───── Exercise data
use super::helpers;
use wgpu;

/// Depth attachment sized to the swapchain; recreated on resize.
pub(crate) struct RenderTargets {
    pub(crate) depth_tex: wgpu::Texture,
    pub(crate) depth_view: wgpu::TextureView,
}

impl RenderTargets {
    pub(crate) fn new(device: &wgpu::Device, width: u32, height: u32) -> Self {
        let (depth_tex, depth_view) = helpers::create_depth_texture(device, width, height);
        Self {
            depth_tex,
            depth_view,
        }
    }

    pub(crate) fn recreate(&mut self, device: &wgpu::Device, width: u32, height: u32) {
        self.depth_tex.destroy();
        (self.depth_tex, self.depth_view) = helpers::create_depth_texture(device, width, height);
    }
}
#![cfg(target_arch = "wasm32")]
use crate::core::{SceneParams, SceneState};
use instant::Instant;
use std::cell::RefCell;
use std::rc::Rc;
use wasm_bindgen::prelude::*;
use wasm_bindgen::JsCast;
use wasm_bindgen_futures::spawn_local;
use web_sys as web;

mod core;
mod dom;
mod events;
mod frame;
mod panel;
mod render;

#[wasm_bindgen(start)]
pub fn start() -> Result<(), JsValue> {
    console_error_panic_hook::set_once();
    console_log::init_with_level(log::Level::Info).ok();
    log::info!("toon-scroll starting");

    spawn_local(async move {
        if let Err(e) = init().await {
            log::error!("init error: {:?}", e);
        }
    });
    Ok(())
}

async fn init() -> anyhow::Result<()> {
    let window = web::window().ok_or_else(|| anyhow::anyhow!("no window"))?;
    let document = window
        .document()
        .ok_or_else(|| anyhow::anyhow!("no document"))?;

    let canvas_el = document
        .query_selector("canvas.webgl")
        .map_err(|e| anyhow::anyhow!("{:?}", e))?
        .ok_or_else(|| anyhow::anyhow!("missing canvas.webgl"))?;
    let canvas: web::HtmlCanvasElement = canvas_el
        .dyn_into::<web::HtmlCanvasElement>()
        .map_err(|e| anyhow::anyhow!(format!("{:?}", e)))?;

    let viewport = dom::read_viewport(&window);
    dom::apply_canvas_size(&canvas, &viewport);

    let state = Rc::new(RefCell::new(SceneState::new(SceneParams::default(), viewport)));
    {
        let st = state.borrow();
        log::info!(
            "[scene] sections={} particles={} color={} viewport={}x{} pr={:.2}",
            st.content.sections.len(),
            st.content.particles.len(),
            st.content.materials.color(),
            st.viewport.width,
            st.viewport.height,
            st.viewport.pixel_ratio()
        );
    }
    // Pick up a restored scroll position before the first frame.
    if let Ok(scroll_y) = window.scroll_y() {
        let mut st = state.borrow_mut();
        st.on_scroll(scroll_y);
        log::info!("[scroll] starting in section {}", st.scroll.section());
    }

    let gpu = {
        let st = state.borrow().content.clone();
        frame::init_gpu(&canvas, &st).await?
    };

    events::wire_resize(&window, state.clone(), canvas.clone());
    events::wire_scroll(&window, state.clone());
    events::wire_pointermove(&window, state.clone());
    panel::mount(&document, state.clone())?;
    events::wire_panel_toggle_h(&window, &document);

    let frame_ctx = Rc::new(RefCell::new(frame::FrameContext {
        state: state.clone(),
        canvas,
        gpu,
        started: Instant::now(),
    }));
    let handle = frame::start_loop(frame_ctx);
    events::wire_page_lifecycle(&window, handle);

    Ok(())
}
──────────
Exercise instructions:
Please tally the lines in the data above containing the string "Instant", and give the number alone.

Result of this exercise:
2